What is fog – and why does it occur?


You may have noticed that fog is the predominant weather type across parts of the UK today and over the past few days. With all the coverage in the media, you may be wondering what fog is and how it is formed. Put simply, fog is just cloud at the ground! More specifically, it is made of small water droplets suspended in the air just above the ground, which cause a reduction in the near surface visibility.

The water droplets form because the relative humidity has exceeded 100%, and the air can no longer hold water in the vapour form. It is therefore forced to condense out as liquid (or ice) droplets.

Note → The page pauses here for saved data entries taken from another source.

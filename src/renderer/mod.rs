//! Page rendering.
//!
//! The crawler only needs one capability from a browser: load a URL, let
//! client-side script build the navigation, expand collapsed groups, and
//! hand back the resulting DOM as HTML. [`PageRenderer`] captures that
//! contract; [`ChromiumRenderer`] implements it over a single chromiumoxide
//! session that the crawler owns exclusively for the crawl's duration.

pub mod browser;
pub mod js;

use anyhow::{Context, Result};
use chromiumoxide::browser::Browser;
use chromiumoxide::cdp::browser_protocol::network::SetCookieParams;
use chromiumoxide::page::Page;
use log::{debug, warn};
use std::future::Future;
use std::path::PathBuf;
use std::time::Duration;
use tokio::task::JoinHandle;
use url::Url;

use crate::config::CrawlConfig;
use crate::error::RenderError;

/// Renders one URL and returns the fully rendered DOM as an HTML string.
#[allow(async_fn_in_trait)]
pub trait PageRenderer {
    async fn render(&self, url: &Url) -> Result<String, RenderError>;
}

/// Maximum passes of the expand-groups script. Nested groups surface new
/// collapsed children, but navigation trees are shallow in practice.
const MAX_EXPAND_PASSES: u32 = 3;

/// Production renderer over a headless (or headful) Chromium session.
pub struct ChromiumRenderer {
    browser: Browser,
    handler_task: JoinHandle<()>,
    user_data_dir: PathBuf,
    cookie: Option<(String, String)>,
    page_load_timeout: Duration,
    navigation_timeout: Duration,
}

impl ChromiumRenderer {
    /// Launch a browsing session configured for the crawl.
    pub async fn launch(config: &CrawlConfig) -> Result<Self> {
        let (browser, handler_task, user_data_dir) =
            browser::launch_browser(config.headless()).await?;

        let cookie = match config.cookie() {
            Some(raw) => Some(parse_cookie(raw)?),
            None => None,
        };

        Ok(Self {
            browser,
            handler_task,
            user_data_dir,
            cookie,
            page_load_timeout: config.page_load_timeout(),
            navigation_timeout: config.navigation_timeout(),
        })
    }

    /// Close the browser and remove its profile directory.
    pub async fn shutdown(mut self) -> Result<()> {
        self.browser.close().await.context("close browser")?;
        self.handler_task.abort();
        if let Err(e) = tokio::fs::remove_dir_all(&self.user_data_dir).await {
            debug!(
                "could not remove browser profile {}: {e}",
                self.user_data_dir.display()
            );
        }
        Ok(())
    }

    async fn install_cookie(&self, page: &Page, url: &Url) -> Result<(), RenderError> {
        let Some((name, value)) = &self.cookie else {
            return Ok(());
        };
        let domain = url
            .host_str()
            .ok_or_else(|| RenderError::Failed(format!("no host in {url}")))?;
        let params = SetCookieParams::builder()
            .name(name.clone())
            .value(value.clone())
            .domain(domain.to_string())
            .path("/".to_string())
            .build()
            .map_err(RenderError::Failed)?;
        page.execute(params)
            .await
            .map_err(|e| RenderError::Failed(format!("set cookie: {e}")))?;
        Ok(())
    }

    /// Poll until `document.readyState` is complete, bounded by the
    /// navigation timeout. `wait_for_navigation` only covers the HTTP
    /// response; script-rendered sidebars appear later.
    async fn wait_for_ready(&self, page: &Page) {
        let start = std::time::Instant::now();
        let poll = Duration::from_millis(100);
        while start.elapsed() < self.navigation_timeout {
            if let Ok(result) = page.evaluate(js::READY_STATE_SCRIPT).await
                && let Ok(value) = result.into_value::<serde_json::Value>()
            {
                let ready = value.get("readyState").and_then(|v| v.as_str());
                let body = value
                    .get("bodyExists")
                    .and_then(|v| v.as_bool())
                    .unwrap_or(false);
                if ready == Some("complete") && body {
                    return;
                }
            }
            tokio::time::sleep(poll).await;
        }
        warn!("page never reached readyState=complete, proceeding with current DOM");
    }

    /// Expand collapsed navigation groups until a pass opens nothing new.
    async fn expand_nav_groups(&self, page: &Page) {
        for pass in 0..MAX_EXPAND_PASSES {
            let expanded = match page.evaluate(js::EXPAND_NAV_GROUPS_SCRIPT).await {
                Ok(result) => result.into_value::<u64>().unwrap_or(0),
                Err(e) => {
                    debug!("expand-groups script failed on pass {pass}: {e}");
                    return;
                }
            };
            if expanded == 0 {
                return;
            }
            debug!("expanded {expanded} collapsed navigation groups (pass {pass})");
            // Give the framework time to mount the revealed children
            tokio::time::sleep(Duration::from_millis(300)).await;
        }
    }
}

impl PageRenderer for ChromiumRenderer {
    async fn render(&self, url: &Url) -> Result<String, RenderError> {
        let page = self
            .browser
            .new_page("about:blank")
            .await
            .map_err(|e| RenderError::Failed(format!("create page: {e}")))?;

        let result = self.render_on_page(&page, url).await;

        // Close regardless of outcome so pages never accumulate in the session
        if let Err(e) = page.close().await {
            debug!("failed to close page for {url}: {e}");
        }

        result
    }
}

impl ChromiumRenderer {
    async fn render_on_page(&self, page: &Page, url: &Url) -> Result<String, RenderError> {
        self.install_cookie(page, url).await?;

        with_timeout(self.page_load_timeout, async {
            page.goto(url.as_str())
                .await
                .map_err(|e| RenderError::Failed(format!("navigate: {e}")))?;
            Ok(())
        })
        .await?;

        with_timeout(self.navigation_timeout, async {
            page.wait_for_navigation()
                .await
                .map_err(|e| RenderError::Failed(format!("page load: {e}")))?;
            Ok(())
        })
        .await?;

        self.wait_for_ready(page).await;
        self.expand_nav_groups(page).await;

        page.content()
            .await
            .map_err(|e| RenderError::Failed(format!("read content: {e}")))
    }
}

async fn with_timeout<F>(limit: Duration, operation: F) -> Result<(), RenderError>
where
    F: Future<Output = Result<(), RenderError>>,
{
    match tokio::time::timeout(limit, operation).await {
        Ok(result) => result,
        Err(_) => Err(RenderError::Timeout(limit)),
    }
}

/// Split a `name=value` cookie string.
fn parse_cookie(raw: &str) -> Result<(String, String)> {
    let (name, value) = raw
        .split_once('=')
        .ok_or_else(|| anyhow::anyhow!("cookie must be in name=value form, got {raw:?}"))?;
    Ok((name.trim().to_string(), value.trim().to_string()))
}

High values of relative humidity are achieved either by cooling the air or adding moisture to it. The reason such high values of relative humidity have been created often gives rise to names describing the type of fog which has formed. For example:

Radiation fog

This occurs under clear skies and calm conditions. The land surface emits thermal radiation into space and cools, forcing the near surface air to cool. If the cooling is sufficient, fog will form.

Advection fog

This occurs when moist air passes over a cool surface and is cooled. For example this can happen in coastal regions in the morning, when air is blown from the warm sea onto the cold land.

Evaporation fog

This occurs when cold air blows over warm water, which provides a source of moisture to the air. For example this can occur over warm lakes or swimming pools, where the fog appears like steam rising from the water surface.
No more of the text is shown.